É impossível falar sobre a vida cultural de Portugal sem parar no fado. Aquele gemido popular que pode contar a história cantando o sentimento, a saudade de um povo. Nem todo o fado é triste, assim como nem todo o flamenco é jondo. Nesta música que nasceu em alguns bairros populares de Lisboa, ainda tão viva nas suas ruas, nas suas tabernas ou nos seus teatros, viveu também à sombra de uma grande intérprete, Amália Rodrigues. Há também vida e canto depois de Amália.

Décadas atrás, chegaram inovadores, líricos e intérpretes capazes de transcender e levar este sentimento à maioria dos jovens: Mariza, Dulce Pontes, Camané, Azambujo ou Carminho são alguns que são capazes de demonstrar que esta poesia cantada, este sentimento da alma de um povo, pode e deve ser renovado. Em Portugal estamos a viver uma mudança, uma renovação de quase tudo, os seus poetas, os seus narradores, os seus músicos são a prova de que culturalmente temos muitas vezes de dizer: graças a Deus que nos resta Portugal.

O poeta Pessoa, o companheiro na vida dos sentidos, de todos nós

O poeta português Fernando Pessoa (1888-1935) foi um avanço, porque soube pensar e sentir em algum momento, quase para cada um de nós, diz o autor desta coluna emocionante e emotiva / Ricardo Martínez

O poeta Pessoa, o 'companheiro' na vida dos sentidos e da inteligência, chegou aos nossos leitores não só através do seu próprio nome, mas também através dos seus heterónimos (Ricardo Reis, Álvaro de Campos...), ou seja, os seus Outros, que não são mais do que um complemento de si mesmo, do homem que fez uso das noites e dos dias para mostrar a esse leitor muitos dos segredos que pensávamos ter como tal.

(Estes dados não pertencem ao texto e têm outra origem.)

//! Charter kubehub: cluster credentials, kube client wiring and live object lookup.

#![forbid(unsafe_code)]

use std::sync::Arc;

use anyhow::{anyhow, Context, Result};
use base64::engine::general_purpose::STANDARD;
use base64::Engine as _;
use charter_core::{Error, Locator};
use k8s_openapi::api::core::v1::Namespace;
use kube::{
    api::{Api, PostParams},
    core::{DynamicObject, GroupVersionKind, ObjectMeta},
    discovery::{Discovery, Scope},
    Client,
};
use metrics::counter;
use serde::{Deserialize, Serialize};
use serde_json::Value as Json;
use tokio::sync::OnceCell;
use tracing::{debug, info, warn};

/// Network settings reported for a cluster.
#[derive(Debug, Clone, Default, PartialEq, Eq, Serialize, Deserialize)]
pub struct ClusterNetwork {
    pub vpc_id: Option<String>,
    pub endpoint_public_access: bool,
    pub public_access_cidrs: Vec<String>,
    pub security_group_ids: Vec<String>,
    pub subnet_ids: Vec<String>,
}

#[derive(Debug, Clone, Default, PartialEq, Eq, Serialize, Deserialize)]
pub struct ClusterDescriptor {
    pub name: String,
    pub endpoint: String,
    /// Base64 certificate authority bundle as reported by the provider.
    pub ca_data: String,
    pub status: String,
    pub network: ClusterNetwork,
}

#[async_trait::async_trait]
pub trait ClusterDirectory: Send + Sync {
    async fn describe(&self, cluster: &str, role: Option<&str>) -> Result<ClusterDescriptor>;
}

#[async_trait::async_trait]
pub trait TokenSource: Send + Sync {
    async fn token(&self, cluster: &str, role: Option<&str>) -> Result<String>;
}

#[async_trait::async_trait]
pub trait SecretSource: Send + Sync {
    async fn fetch(&self, secret_ref: &str, role: Option<&str>) -> Result<Vec<u8>>;
}

/// Live versions of manifest documents. Documents with no live counterpart come back unchanged.
#[async_trait::async_trait]
pub trait ObjectLister: Send + Sync {
    async fn live(&self, namespace: &str, docs: &[Json]) -> Result<Vec<Json>>;
}

#[async_trait::async_trait]
pub trait Namespaces: Send + Sync {
    /// Create the namespace; an existing namespace is success.
    async fn ensure(&self, namespace: &str) -> Result<()>;
}

/// Describe a cluster and insist it is serving.
pub async fn active_cluster(dir: &dyn ClusterDirectory, cluster: &str, role: Option<&str>) -> Result<ClusterDescriptor> {
    let d = dir.describe(cluster, role).await.with_context(|| format!("describe cluster {}", cluster))?;
    if d.status != "ACTIVE" {
        return Err(anyhow!("cluster {} in unexpected state {}", cluster, d.status));
    }
    Ok(d)
}

/// Kubeconfig document for a described cluster authenticated by a bearer token.
pub fn kubeconfig_for_cluster(cluster: &str, d: &ClusterDescriptor, token: &str) -> Result<String> {
    let ca = STANDARD.decode(d.ca_data.trim()).context("decoding cluster CA")?;
    let doc = serde_json::json!({
        "apiVersion": "v1",
        "kind": "Config",
        "clusters": [{ "name": cluster, "cluster": { "server": d.endpoint, "certificate-authority-data": STANDARD.encode(ca) } }],
        "users": [{ "name": "aws", "user": { "token": token } }],
        "contexts": [{ "name": "aws", "context": { "cluster": cluster, "user": "aws" } }],
        "current-context": "aws",
    });
    serde_yaml::to_string(&doc).context("serializing kubeconfig")
}

/// Turns a locator into kubeconfig bytes using the credential collaborators.
#[derive(Clone)]
pub struct KubeconfigResolver {
    pub directory: Arc<dyn ClusterDirectory>,
    pub tokens: Arc<dyn TokenSource>,
    pub secrets: Arc<dyn SecretSource>,
}

impl KubeconfigResolver {
    pub async fn resolve(&self, locator: &Locator, role: Option<&str>) -> Result<Vec<u8>> {
        match locator {
            Locator::Cluster(c) => {
                let d = active_cluster(self.directory.as_ref(), c, role).await?;
                let token = self.tokens.token(c, role).await.context("generating cluster token")?;
                info!(cluster = %c, endpoint = %d.endpoint, "kubeconfig: synthesized");
                Ok(kubeconfig_for_cluster(c, &d, &token)?.into_bytes())
            }
            Locator::Config(r) => {
                let bytes = self.secrets.fetch(r, role).await.context("reading kubeconfig secret")?;
                if bytes.is_empty() {
                    return Err(Error::Validation(format!("kubeconfig secret {} is empty", r)).into());
                }
                info!(secret = %r, bytes = bytes.len(), "kubeconfig: fetched");
                Ok(bytes)
            }
        }
    }
}

/// Build a client from kubeconfig bytes (current context).
pub async fn client_from_kubeconfig(bytes: &[u8]) -> Result<Client> {
    let text = std::str::from_utf8(bytes).context("kubeconfig is not utf-8")?;
    let kc = kube::config::Kubeconfig::from_yaml(text).context("parsing kubeconfig")?;
    let cfg = kube::Config::from_custom_kubeconfig(kc, &kube::config::KubeConfigOptions::default())
        .await
        .context("loading kubeconfig")?;
    Client::try_from(cfg).context("building kube client")
}

/// Cluster handle backed by a live kube client; discovery is run at most once.
pub struct KubeCluster {
    client: Client,
    discovery: OnceCell<Discovery>,
}

impl KubeCluster {
    pub fn new(client: Client) -> Self {
        Self { client, discovery: OnceCell::new() }
    }

    pub async fn connect(kubeconfig: &[u8]) -> Result<Self> {
        Ok(Self::new(client_from_kubeconfig(kubeconfig).await?))
    }

    async fn discovery(&self) -> Result<&Discovery> {
        self.discovery
            .get_or_try_init(|| async { Discovery::new(self.client.clone()).run().await.context("running discovery") })
            .await
    }
}

/// Group/version/kind plus name and namespace of a manifest document.
pub fn doc_target(doc: &Json) -> Result<(GroupVersionKind, String, Option<String>)> {
    let api_version = doc.get("apiVersion").and_then(|v| v.as_str()).ok_or_else(|| anyhow!("document missing apiVersion"))?;
    let kind = doc.get("kind").and_then(|v| v.as_str()).ok_or_else(|| anyhow!("document missing kind"))?;
    let (group, version) = match api_version.split_once('/') {
        Some((g, v)) => (g.to_string(), v.to_string()),
        None => (String::new(), api_version.to_string()),
    };
    let meta = doc.get("metadata");
    let name = meta.and_then(|m| m.get("name")).and_then(|v| v.as_str()).ok_or_else(|| anyhow!("document missing metadata.name"))?;
    let ns = meta.and_then(|m| m.get("namespace")).and_then(|v| v.as_str()).map(|s| s.to_string());
    Ok((GroupVersionKind { group, version, kind: kind.to_string() }, name.to_string(), ns))
}

fn find_api_resource(discovery: &Discovery, gvk: &GroupVersionKind) -> Option<(kube::core::ApiResource, bool)> {
    for group in discovery.groups() {
        for (ar, caps) in group.recommended_resources() {
            if ar.group == gvk.group && ar.kind == gvk.kind {
                let namespaced = matches!(caps.scope, Scope::Namespaced);
                return Some((ar.clone(), namespaced));
            }
        }
    }
    None
}

#[async_trait::async_trait]
impl ObjectLister for KubeCluster {
    async fn live(&self, namespace: &str, docs: &[Json]) -> Result<Vec<Json>> {
        let discovery = self.discovery().await?;
        let mut out = Vec::with_capacity(docs.len());
        for doc in docs {
            let (gvk, name, ns) = doc_target(doc)?;
            let Some((ar, namespaced)) = find_api_resource(discovery, &gvk) else {
                warn!(kind = %gvk.kind, name = %name, "live: kind not served; using manifest");
                out.push(doc.clone());
                continue;
            };
            let api: Api<DynamicObject> = if namespaced {
                Api::namespaced_with(self.client.clone(), ns.as_deref().unwrap_or(namespace), &ar)
            } else {
                Api::all_with(self.client.clone(), &ar)
            };
            match api.get_opt(&name).await.with_context(|| format!("get {}/{}", gvk.kind, name))? {
                Some(obj) => out.push(serde_json::to_value(&obj).context("serializing live object")?),
                None => {
                    debug!(kind = %gvk.kind, name = %name, "live: not found; using manifest");
                    out.push(doc.clone());
                }
            }
        }
        counter!("charter_live_lookups_total", out.len() as u64);
        Ok(out)
    }
}

#[async_trait::async_trait]
impl Namespaces for KubeCluster {
    async fn ensure(&self, namespace: &str) -> Result<()> {
        let api: Api<Namespace> = Api::all(self.client.clone());
        let ns = Namespace { metadata: ObjectMeta { name: Some(namespace.to_string()), ..Default::default() }, ..Default::default() };
        match api.create(&PostParams::default(), &ns).await {
            Ok(_) => {
                info!(namespace = %namespace, "namespace: created");
                Ok(())
            }
            Err(kube::Error::Api(ae)) if ae.code == 409 => {
                info!(namespace = %namespace, "namespace: already exists");
                Ok(())
            }
            Err(e) => Err(anyhow!("create namespace {}: {}", namespace, e)),
        }
    }
}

Ele soube atribuir uma luz especial às palavras e ao seu significado, ao seu significado. E com isto ele ensinou-nos a distinguir.

Ele, como poeta, tem sido um avanço porque soube pensar - e sentir -, em algum momento, quase para cada um de nós. Poucas passagens de sua obra poderiam ser ditas que não nos afetam, que nos são alheias, na medida em que sua capacidade de imaginar, seu conhecimento do interior do homem sozinho o fez, um leitor raro, um amigo imperecível:

Estátua de Ricardo Reis em Lisboa. Foto: nito/Shutterstock
Estátua de Ricardo Reis em Lisboa. Foto: nito/Shutterstock

"A abelha que voa, que se agita e aterra na flor colorida, quase indistinguível dela, para um olhar que não olha, / não muda de Cecrope". Só quem vive/uma vida com um ser conhecido, envelhece,/ diferente da espécie/ que lhe dá vida./ Esta abelha é a mesma que outra que não é ela./ Só nós - Ó tempo, Ó alma, Ó vida, Ó morte!-/ compramos mortalmente/ temos mais vida que vida".

Este é, na minha opinião, um magnífico testemunho poético de solidão e ao mesmo tempo de vida, de criação e dependência, de natureza e sensibilidade. Talvez seja isso que a verdadeira poesia tem a oferecer, que, sem a necessidade de argumentos extensos e excessivamente racionalizados, sabe convocar e sugerir, em torno desse belo e inextinguível segredo do belo, do efémero, na meticulosa tarefa de viver

CIRCA 1988: Fernando Pessoa (1888-1935) em 100 Escudos 1988 Nota de Portugal
CIRCA 1988: Fernando Pessoa (1888-1935) em 100 Escudos 1988 Nota de Portugal. Foto: Georgios Kollidas / Shutterstock.com

Viver como um tributo à natureza, à vida, a nós mesmos. Mas tudo isso não será válido para o coração, significativo para a inteligência, se não tiver sido previamente sonhado e pensado pelo poeta, aquele solitário que, amando o que observa, pensa e sente, nos faz - através da sua mensagem, dos seus textos - melhores até mesmo para além de nós mesmos. Ele dita o caminho, ele guia-nos. Ele é o melhor aliado da nossa incansável solidão: "É incrível que se possa pensar em tais coisas / É como pensar em razões e fins / quando a manhã começa a coçar e lá nas árvores / um ouro preguiçoso e brilhante está perdendo sua escuridão".